While I was writing this piece, I was doing research on Colin McPhee, a Canadian composer who moved to Bali during the 1930s and wrote extensively on gamelan music. After returning to North America, he composed a number of pieces using gamelan motives. Due to the amount of time I spent on this research, the sound of Bali was in my ear.
I was unsure how my piece would relate to architecture. While music involves structure and form, the tools of the architect, I wanted a more concrete reference.
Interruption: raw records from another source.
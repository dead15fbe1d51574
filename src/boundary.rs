use std::fmt;

/// Non-fatal conditions met while preparing a pull request.
/// The workflow continues with a documented fallback and reports these to the user.
#[derive(Debug, Clone, PartialEq)]
pub enum BoundaryWarning {
    /// No tag in the repository names a semantic version
    NoReleaseTag,
    /// Tags could not be listed; treated as if none exist
    TagListingFailed { reason: String },
    /// The manifest declares a version that is not a semantic version
    UnparsableDeclaredVersion { version: String, manifest: String },
    /// The manifest declares a higher version than the latest tag, which still wins
    DeclaredVersionAhead { declared: String, tag: String },
}

impl fmt::Display for BoundaryWarning {
    fn fmt(&self, f: &mut fmt::Formatter<'_>) -> fmt::Result {
        match self {
            BoundaryWarning::NoReleaseTag => write!(
                f,
                "No release tags found, will use project version or start from 1.0.0"
            ),
            BoundaryWarning::TagListingFailed { reason } => {
                write!(f, "Failed to list release tags ({}), continuing without one", reason)
            }
            BoundaryWarning::UnparsableDeclaredVersion { version, manifest } => write!(
                f,
                "Version '{}' in {} is not a semantic version and will be ignored",
                version, manifest
            ),
            BoundaryWarning::DeclaredVersionAhead { declared, tag } => write!(
                f,
                "Project version {} is ahead of latest release tag {}; the tag takes precedence",
                declared, tag
            ),
        }
    }
}

#[cfg(test)]
mod tests {
    use super::*;

    #[test]
    fn test_warning_messages() {
        let warning = BoundaryWarning::DeclaredVersionAhead {
            declared: "1.2.4".to_string(),
            tag: "v1.2.3".to_string(),
        };
        assert!(warning.to_string().contains("1.2.4"));
        assert!(warning.to_string().contains("v1.2.3"));

        let warning = BoundaryWarning::UnparsableDeclaredVersion {
            version: "latest".to_string(),
            manifest: "package.json".to_string(),
        };
        assert!(warning.to_string().contains("'latest' in package.json"));
    }
}
//! Next-version policy.
//!
//! Pure decision logic: given the latest release tag and the version the
//! project declares, decide what the next version is and where it came from.

use std::fmt;

use crate::domain::version::{SemanticVersion, VersionBump};

/// Which input the next version was derived from
#[derive(Debug, Clone, Copy, PartialEq, Eq)]
pub enum VersionSource {
    FromTag,
    FromProject,
    FallbackDefault,
}

impl fmt::Display for VersionSource {
    fn fmt(&self, f: &mut fmt::Formatter<'_>) -> fmt::Result {
        let name = match self {
            VersionSource::FromTag => "latest release tag",
            VersionSource::FromProject => "project version",
            VersionSource::FallbackDefault => "default initial version",
        };
        f.write_str(name)
    }
}

/// Outcome of the next-version policy
#[derive(Debug, Clone, PartialEq, Eq)]
pub struct NextVersionDecision {
    pub version: SemanticVersion,
    /// Always paired with version 1.0.0
    pub is_initial_release: bool,
    pub source: VersionSource,
}

impl NextVersionDecision {
    fn initial(source: VersionSource) -> Self {
        NextVersionDecision {
            version: SemanticVersion::initial(),
            is_initial_release: true,
            source,
        }
    }
}

/// Decide the next version.
///
/// Rules, first match wins:
/// 1. no tag and no declared version: initial release `1.0.0`
/// 2. a tag exists: bump the tag, even if the declared version disagrees
/// 3. otherwise bump the declared version, except that a declared `1.0.0`
///    is taken as never released and returned unchanged
pub fn decide(
    latest_tag: Option<&SemanticVersion>,
    declared_version: Option<&SemanticVersion>,
    bump: VersionBump,
) -> NextVersionDecision {
    match (latest_tag, declared_version) {
        (None, None) => NextVersionDecision::initial(VersionSource::FallbackDefault),
        (Some(tag), _) => NextVersionDecision {
            version: tag.increment(bump),
            is_initial_release: false,
            source: VersionSource::FromTag,
        },
        (None, Some(declared)) if *declared == SemanticVersion::initial() => {
            NextVersionDecision::initial(VersionSource::FromProject)
        }
        (None, Some(declared)) => NextVersionDecision {
            version: declared.increment(bump),
            is_initial_release: false,
            source: VersionSource::FromProject,
        },
    }
}

#[cfg(test)]
mod tests {
    use super::*;

    fn v(text: &str) -> SemanticVersion {
        SemanticVersion::parse_strict(text).unwrap()
    }

    #[test]
    fn test_tag_wins_when_project_is_ahead() {
        let d = decide(Some(&v("1.2.3")), Some(&v("1.2.4")), VersionBump::Minor);
        assert_eq!(d.version, v("1.3.0"));
        assert_eq!(d.source, VersionSource::FromTag);
        assert!(!d.is_initial_release);
    }

    #[test]
    fn test_tag_wins_when_project_is_behind() {
        let d = decide(Some(&v("2.0.0")), Some(&v("1.5.0")), VersionBump::Patch);
        assert_eq!(d.version, v("2.0.1"));
        assert_eq!(d.source, VersionSource::FromTag);
        assert!(!d.is_initial_release);
    }

    #[test]
    fn test_fallback_when_nothing_known() {
        for bump in [VersionBump::Patch, VersionBump::Minor, VersionBump::Major] {
            let d = decide(None, None, bump);
            assert_eq!(d.version, v("1.0.0"));
            assert_eq!(d.source, VersionSource::FallbackDefault);
            assert!(d.is_initial_release);
        }
    }

    #[test]
    fn test_tag_wins_when_equal_to_project() {
        let d = decide(Some(&v("1.0.0")), Some(&v("1.0.0")), VersionBump::Minor);
        assert_eq!(d.version, v("1.1.0"));
        assert_eq!(d.source, VersionSource::FromTag);
        assert!(!d.is_initial_release);
    }

    #[test]
    fn test_declared_one_zero_zero_is_never_released() {
        let d = decide(None, Some(&v("1.0.0")), VersionBump::Minor);
        assert_eq!(d.version, v("1.0.0"));
        assert_eq!(d.source, VersionSource::FromProject);
        assert!(d.is_initial_release);
    }

    #[test]
    fn test_declared_one_zero_zero_with_build_metadata_is_never_released() {
        let d = decide(None, Some(&v("1.0.0+build.7")), VersionBump::Minor);
        assert_eq!(d.version.to_string(), "1.0.0");
        assert_eq!(d.source, VersionSource::FromProject);
        assert!(d.is_initial_release);
    }

    #[test]
    fn test_declared_version_bumped_without_tag() {
        let d = decide(None, Some(&v("0.4.2")), VersionBump::Major);
        assert_eq!(d.version, v("1.0.0"));
        assert_eq!(d.source, VersionSource::FromProject);
        // Reached 1.0.0 by bumping, so this is not flagged as an initial release
        assert!(!d.is_initial_release);
    }

    #[test]
    fn test_tag_without_declared_version() {
        let d = decide(Some(&v("3.1.4")), None, VersionBump::Patch);
        assert_eq!(d.version, v("3.1.5"));
        assert_eq!(d.source, VersionSource::FromTag);
    }
}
After a few weeks of research and brainstorming, I came across Bucky’s definition of architecture as “the art of making big structures from small structures.” I was reminded of gamelan, and the way gamelan pieces are built from small motivic elements.
Since Bucky came up twice in my pre-composing research, it seemed appropriate to pay homage to him by titling the piece after one of his most important innovations.
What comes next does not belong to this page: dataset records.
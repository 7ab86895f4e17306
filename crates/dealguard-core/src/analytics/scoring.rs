use std::sync::Arc;

use arrow::{array::StringArray, error::ArrowError};
use serde::Serialize;

use crate::table::Table;

pub const PRIORITY_COLUMN: &str = "AccountPriority";
pub const LIKELIHOOD_COLUMN: &str = "ActivationLikelihoodBand";
pub const RISK_COLUMN: &str = "StallingRisk";

pub const STALLED: &str = "Stalled";
pub const AT_RISK: &str = "At Risk";

const ADVANCED_STAGES: &[&str] = &["proposal", "negotiation", "closed-won"];
const STALLED_STATUSES: &[&str] = &["on-hold", "paused"];

/// Human-readable rules behind the three score columns.
#[derive(Debug, Clone, Serialize)]
#[serde(rename_all = "PascalCase")]
pub struct ScoringDefinitions {
    pub account_priority: &'static str,
    pub activation_likelihood_band: &'static str,
    pub stalling_risk: &'static str,
}

pub const SCORING_DEFINITIONS: ScoringDefinitions = ScoringDefinitions {
    account_priority: "High: EstimatedValue >= 100,000; Medium: >= 50,000; else Low",
    activation_likelihood_band: "High: Stage in Proposal/Negotiation/Closed-Won and Probability >= 70; Medium: Probability >= 40; else Low",
    stalling_risk: "Stalled: Status On-Hold/Paused; At Risk: Probability < 20; else OK",
};

pub fn score_priority(estimated_value: Option<f64>) -> &'static str {
    match estimated_value {
        Some(v) if v >= 100_000.0 => "High",
        Some(v) if v >= 50_000.0 => "Medium",
        _ => "Low",
    }
}

pub fn score_activation_likelihood(stage: Option<&str>, probability: Option<f64>) -> &'static str {
    let stage = stage.unwrap_or_default().to_lowercase();
    match probability {
        Some(p) if p >= 70.0 && ADVANCED_STAGES.contains(&stage.as_str()) => "High",
        Some(p) if p >= 40.0 => "Medium",
        _ => "Low",
    }
}

pub fn detect_stalling_risk(status: Option<&str>, probability: Option<f64>) -> &'static str {
    let status = status.unwrap_or_default().to_lowercase();
    if STALLED_STATUSES.contains(&status.as_str()) {
        return STALLED;
    }
    match probability {
        Some(p) if p < 20.0 => AT_RISK,
        _ => "OK",
    }
}

fn text_values(table: &Table, column: &str) -> Vec<Option<String>> {
    match table.string_column(column) {
        Some(strings) => strings.iter().map(|v| v.map(str::to_string)).collect(),
        None => vec![None; table.num_rows()],
    }
}

/// Append the three score columns.
///
/// A missing `EstimatedValue` scores Low. A missing `Probability` counts as 0,
/// while a null probability never satisfies a threshold.
pub fn score_table(table: &Table) -> Result<Table, ArrowError> {
    let rows = table.num_rows();
    let values = table
        .numeric_values("EstimatedValue")
        .unwrap_or_else(|| vec![None; rows]);
    let probabilities = table
        .numeric_values("Probability")
        .unwrap_or_else(|| vec![Some(0.0); rows]);
    let stages = text_values(table, "Stage");
    let statuses = text_values(table, "Status");

    let priority: StringArray = values.iter().map(|v| Some(score_priority(*v))).collect();
    let likelihood: StringArray = stages
        .iter()
        .zip(&probabilities)
        .map(|(stage, p)| Some(score_activation_likelihood(stage.as_deref(), *p)))
        .collect();
    let risk: StringArray = statuses
        .iter()
        .zip(&probabilities)
        .map(|(status, p)| Some(detect_stalling_risk(status.as_deref(), *p)))
        .collect();

    table
        .append_column(PRIORITY_COLUMN, Arc::new(priority))?
        .append_column(LIKELIHOOD_COLUMN, Arc::new(likelihood))?
        .append_column(RISK_COLUMN, Arc::new(risk))
}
The word “tensegrity” is an invention: a contraction of “tensional integrity.” Tensegrity describes a structural-relationship principle in which structural shape is guaranteed by the finitely closed, comprehensively continuous, tensional behaviors of the system and not by the discontinuous and exclusively local compressional member behaviors. Tensegrity provides the ability to yield increasingly without ultimately breaking or coming asunder
R. Buckminster Fuller
Tensegrity Structures rely mostly on tension for their structural integrity. This proves far more efficient than conventional structures that rely mostly on compression. These structures occur in nature and can be utilized by humans in engineering. The Geodesic dome, the 60-carbon organic molecule Buckminsterfullerene (the “Bucky ball”), DNA (the double-helix), woven column structures, and woven space-frames are all tensegrity structures.
The Music
The piece is in three sections: Creation Myths, The Golden Age, and Decay. A theme ties the three sections, and its transformation is the real “story” of the piece. This programmatic aspect represents the rise, peak, and decline of a culture. By utilizing a single theme throughout the work, I tried to represent the ongoing process of time-binding that underlies the rise and fall of cultures.
The theme is based on a pelog, a type of Balinese pentatonic scale usually built from minor 2nds and major 3rds. After the initial statement of the theme, the piece progresses from a tense, dissonant harmonic language to a more consonant section using the pelog. This becomes “contaminated” with more pitch classes, eventually utilizing an octatonic scale for the final section of the piece. The structure of this pelog lent itself well to this sort of transformation, and the pan-tonal nature of the octatonic scale was easy to relate to the Balinese sound of the pelog. This builds to a climactic Cataclysm, followed by a resolution as the “pure” form of the theme finally reasserts itself. The piece ends much as it began and seems to end with more questions than answers, hinting at the rise of the next culture.
The piece is a showcase for the first percussionist, who plays vibraphone through the entire piece. The theme first appears, and most of the major transformations are signaled, in this part.